Since then, Barreiro's urban planning has been correlated with a self-contained and closed industrial model.
The remains of the industrialization process are skeletons of old faciilities. An industrial archeology in which the contemporary metropolis orbits and tries to absorb, slowly. The relationship that exists between the two quantities, the built and the non-built, or empty spaces is
unbalanced. The countless voids that result from demolitions, urban fragmentation, were not taken over by the subsequent construction during the sixties and seventies. Nowadays, they are oscillating dormitories unconnected with the global text.
Comparing the two quantities, built and void, unoccupied land has a similar role in the perception of the city. They are expectant territories for future consolidation.
Urban Geographies takes an industrial chimney located on vacant land in the heart of the city as an object of study in a series of photographs.
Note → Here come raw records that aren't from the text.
//! Shopify Admin API GraphQL client.
//!
//! Authenticates with a static Admin API access token
//! (`X-Shopify-Access-Token`).

use std::sync::Arc;
use std::time::Duration;

use async_trait::async_trait;
use graphql_client::GraphQLQuery;
use order_seeder_core::{Customer, OrderRequest, Product};
use reqwest::StatusCode;
use reqwest::header::{CONTENT_TYPE, HeaderMap, RETRY_AFTER};
use secrecy::{ExposeSecret, SecretString};
use serde::Deserialize;
use serde::de::DeserializeOwned;
use tracing::{debug, instrument};
use url::Url;

use super::conversions::{
    convert_customer, convert_order_create, convert_product, order_create_variables,
};
use super::queries::{
    GetSeedCustomers, GetSeedProducts, SeedOrderCreate, get_seed_customers, get_seed_products,
};
use super::{AdminShopifyError, GraphQLError};
use crate::config::ShopifyAdminConfig;
use crate::seeding::{CreateOrderResult, GatewayError, OrderGateway, ReferenceSource};

/// Wait used when Shopify throttles without saying for how long.
const DEFAULT_RETRY_AFTER: Duration = Duration::from_secs(2);

/// Connection establishment limit; whole-call limits are applied by callers.
const CONNECT_TIMEOUT: Duration = Duration::from_secs(10);

/// Maximum response body characters kept in error messages.
const ERROR_BODY_LIMIT: usize = 500;

/// Shopify Admin API GraphQL client.
///
/// Cheap to clone; clones share one connection pool.
#[derive(Clone)]
pub struct AdminClient {
    inner: Arc<AdminClientInner>,
}

struct AdminClientInner {
    client: reqwest::Client,
    endpoint: Url,
    access_token: SecretString,
}

/// GraphQL response wrapper.
#[derive(Debug, Deserialize)]
struct GraphQLResponse<T> {
    data: Option<T>,
    errors: Option<Vec<GraphQLErrorResponse>>,
    extensions: Option<ResponseExtensions>,
}

#[derive(Debug, Deserialize)]
struct GraphQLErrorResponse {
    message: String,
    #[serde(default)]
    path: Vec<serde_json::Value>,
    extensions: Option<ErrorExtensions>,
}

#[derive(Debug, Deserialize)]
struct ErrorExtensions {
    code: Option<String>,
}

#[derive(Debug, Deserialize)]
struct ResponseExtensions {
    cost: Option<QueryCost>,
}

#[derive(Debug, Deserialize)]
#[serde(rename_all = "camelCase")]
struct QueryCost {
    requested_query_cost: Option<f64>,
    throttle_status: Option<ThrottleStatus>,
}

#[derive(Debug, Deserialize)]
#[serde(rename_all = "camelCase")]
struct ThrottleStatus {
    currently_available: f64,
    restore_rate: f64,
}

impl AdminClient {
    /// Create a client for the configured store.
    ///
    /// # Errors
    ///
    /// Returns an error if the HTTP client cannot be built or the store
    /// domain does not form a valid URL.
    pub fn new(config: &ShopifyAdminConfig) -> Result<Self, AdminShopifyError> {
        let endpoint = Url::parse(&format!(
            "https://{}/admin/api/{}/graphql.json",
            config.store, config.api_version
        ))?;

        Self::with_endpoint(endpoint, config.access_token.clone())
    }

    /// Create a client for an explicit GraphQL endpoint.
    ///
    /// # Errors
    ///
    /// Returns an error if the HTTP client cannot be built.
    pub fn with_endpoint(
        endpoint: Url,
        access_token: SecretString,
    ) -> Result<Self, AdminShopifyError> {
        let client = reqwest::Client::builder()
            .connect_timeout(CONNECT_TIMEOUT)
            .build()?;

        Ok(Self {
            inner: Arc::new(AdminClientInner {
                client,
                endpoint,
                access_token,
            }),
        })
    }

    /// The GraphQL endpoint this client talks to.
    #[must_use]
    pub fn endpoint(&self) -> &Url {
        &self.inner.endpoint
    }

    // =========================================================================
    // GraphQL Execution
    // =========================================================================

    /// Execute a GraphQL operation.
    async fn execute<Q: GraphQLQuery>(
        &self,
        variables: Q::Variables,
    ) -> Result<Q::ResponseData, AdminShopifyError>
    where
        Q::ResponseData: DeserializeOwned,
    {
        let body = Q::build_query(variables);

        let response = self
            .inner
            .client
            .post(self.inner.endpoint.clone())
            .header("X-Shopify-Access-Token", self.inner.access_token.expose_secret())
            .header(CONTENT_TYPE, "application/json")
            .json(&body)
            .send()
            .await?;

        let status = response.status();
        if status == StatusCode::TOO_MANY_REQUESTS {
            return Err(AdminShopifyError::RateLimited(retry_after(
                response.headers(),
            )));
        }
        if status == StatusCode::UNAUTHORIZED || status == StatusCode::FORBIDDEN {
            return Err(AdminShopifyError::Unauthorized(
                "Invalid or expired access token".to_string(),
            ));
        }
        if !status.is_success() {
            let text = response.text().await.unwrap_or_default();
            return Err(AdminShopifyError::Status {
                status: status.as_u16(),
                body: text.chars().take(ERROR_BODY_LIMIT).collect(),
            });
        }

        let text = response.text().await?;
        parse_response::<Q::ResponseData>(&text)
    }

    // =========================================================================
    // Reference data
    // =========================================================================

    /// Get up to `first` customers.
    ///
    /// # Errors
    ///
    /// Returns an error if the API request fails or returns an error response.
    #[instrument(skip(self))]
    pub async fn get_customers(&self, first: i64) -> Result<Vec<Customer>, AdminShopifyError> {
        let response = self
            .execute::<GetSeedCustomers>(get_seed_customers::Variables { first })
            .await?;

        Ok(response
            .customers
            .edges
            .into_iter()
            .map(|edge| convert_customer(edge.node))
            .collect())
    }

    /// Get up to `first` products with up to `variants_first` variants each.
    ///
    /// # Errors
    ///
    /// Returns an error if the API request fails or returns an error response.
    #[instrument(skip(self))]
    pub async fn get_products(
        &self,
        first: i64,
        variants_first: i64,
    ) -> Result<Vec<Product>, AdminShopifyError> {
        let response = self
            .execute::<GetSeedProducts>(get_seed_products::Variables {
                first,
                variants_first,
            })
            .await?;

        Ok(response
            .products
            .edges
            .into_iter()
            .map(|edge| convert_product(edge.node))
            .collect())
    }

    // =========================================================================
    // Orders
    // =========================================================================

    /// Create an order with `orderCreate`.
    ///
    /// # Errors
    ///
    /// Returns an error if the API request fails or the mutation returns
    /// top-level GraphQL errors. Validation failures are returned as
    /// [`CreateOrderResult::Rejected`], not as errors.
    #[instrument(skip_all, fields(line_items = request.line_items().len()))]
    pub async fn order_create(
        &self,
        request: &OrderRequest,
    ) -> Result<CreateOrderResult, AdminShopifyError> {
        let response = self
            .execute::<SeedOrderCreate>(order_create_variables(request))
            .await?;

        let result = convert_order_create(response.order_create);
        debug!(?result, "orderCreate completed");
        Ok(result)
    }
}

#[async_trait]
impl ReferenceSource for AdminClient {
    async fn fetch_customers(&self, limit: i64) -> Result<Vec<Customer>, GatewayError> {
        Ok(self.get_customers(limit).await?)
    }

    async fn fetch_products(
        &self,
        limit: i64,
        variant_limit: i64,
    ) -> Result<Vec<Product>, GatewayError> {
        Ok(self.get_products(limit, variant_limit).await?)
    }
}

#[async_trait]
impl OrderGateway for AdminClient {
    async fn create_order(
        &self,
        request: &OrderRequest,
    ) -> Result<CreateOrderResult, GatewayError> {
        Ok(self.order_create(request).await?)
    }
}

/// Parse a GraphQL response body, surfacing throttling as `RateLimited`.
fn parse_response<T: DeserializeOwned>(body: &str) -> Result<T, AdminShopifyError> {
    let response: GraphQLResponse<T> = serde_json::from_str(body)?;

    if let Some(errors) = response.errors
        && !errors.is_empty()
    {
        let throttled = errors.iter().any(|e| {
            e.extensions
                .as_ref()
                .and_then(|x| x.code.as_deref())
                .is_some_and(|code| code == "THROTTLED")
        });
        if throttled {
            let cost = response.extensions.and_then(|x| x.cost);
            return Err(AdminShopifyError::RateLimited(throttle_wait(cost.as_ref())));
        }

        return Err(AdminShopifyError::GraphQL(
            errors
                .into_iter()
                .map(|e| GraphQLError {
                    message: e.message,
                    code: e.extensions.and_then(|x| x.code),
                    path: e.path,
                })
                .collect(),
        ));
    }

    response.data.ok_or_else(|| {
        AdminShopifyError::GraphQL(vec![GraphQLError {
            message: "No data in response".to_string(),
            code: None,
            path: vec![],
        }])
    })
}

/// Time until the bucket has restored enough points for the query.
fn throttle_wait(cost: Option<&QueryCost>) -> Duration {
    let Some(cost) = cost else {
        return DEFAULT_RETRY_AFTER;
    };
    let (Some(requested), Some(status)) = (cost.requested_query_cost, &cost.throttle_status)
    else {
        return DEFAULT_RETRY_AFTER;
    };
    if status.restore_rate <= 0.0 {
        return DEFAULT_RETRY_AFTER;
    }

    let missing = (requested - status.currently_available).max(0.0);
    let secs = (missing / status.restore_rate).ceil().max(1.0);
    Duration::try_from_secs_f64(secs).unwrap_or(DEFAULT_RETRY_AFTER)
}

/// `Retry-After` in (possibly fractional) seconds.
fn retry_after(headers: &HeaderMap) -> Duration {
    headers
        .get(RETRY_AFTER)
        .and_then(|v| v.to_str().ok())
        .and_then(|s| s.trim().parse::<f64>().ok())
        .and_then(|secs| Duration::try_from_secs_f64(secs).ok())
        .unwrap_or(DEFAULT_RETRY_AFTER)
}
It is the center, or axis of a system of views that, on the one hand, guides the geometry of the city, whilst on the other hand it is symbolic representation and the memory of an episode that deeply marked the city. This photographic narrative suggests revisiting the city through a concentric route through the streets, geographically marking the points where the structure can be seen – the intended is mapping the relationship between the existing, the newly built and the chimney.
More than a graphic documentation of how the factory is integrated in the city, it is an exercise in recognizing urban geography.
DIALOGUES: EMMA HORNSBY
Emma Hornsby experience the Barreiro industrial park through the exhibition “Partes da Terra/Ground Parts”. In a presentation with video, sculpture and pieces of debris that the artist collected from the industrial park. The exhibition drew a first path that turned out to be a minimal exploration of materials, media and techniques in industrial territory. The research in the historical and iconographic archives of the factories, brought together with the Estação Sul e Sueste, was presented in “Three different solutions: opening the windows for the renewal of air”, a series of two-dimensional drawings with tape, projecting optical illusions on the viewer using anaformism. It kept its focus on recognising the factory, the composition of its physical parts and the memory of its operation.
With “How to find the center of a circle”, Emma Hornsby draws the line between the inside and the outside. The artist explores concepts of movement and balance, dialoguing with the imagined landscape when registering a place - a shell that isolates and protect us from a surrounding territory, such as the recognition of Nature that is now a human habitat, and consequently it is a gesture close to architecture.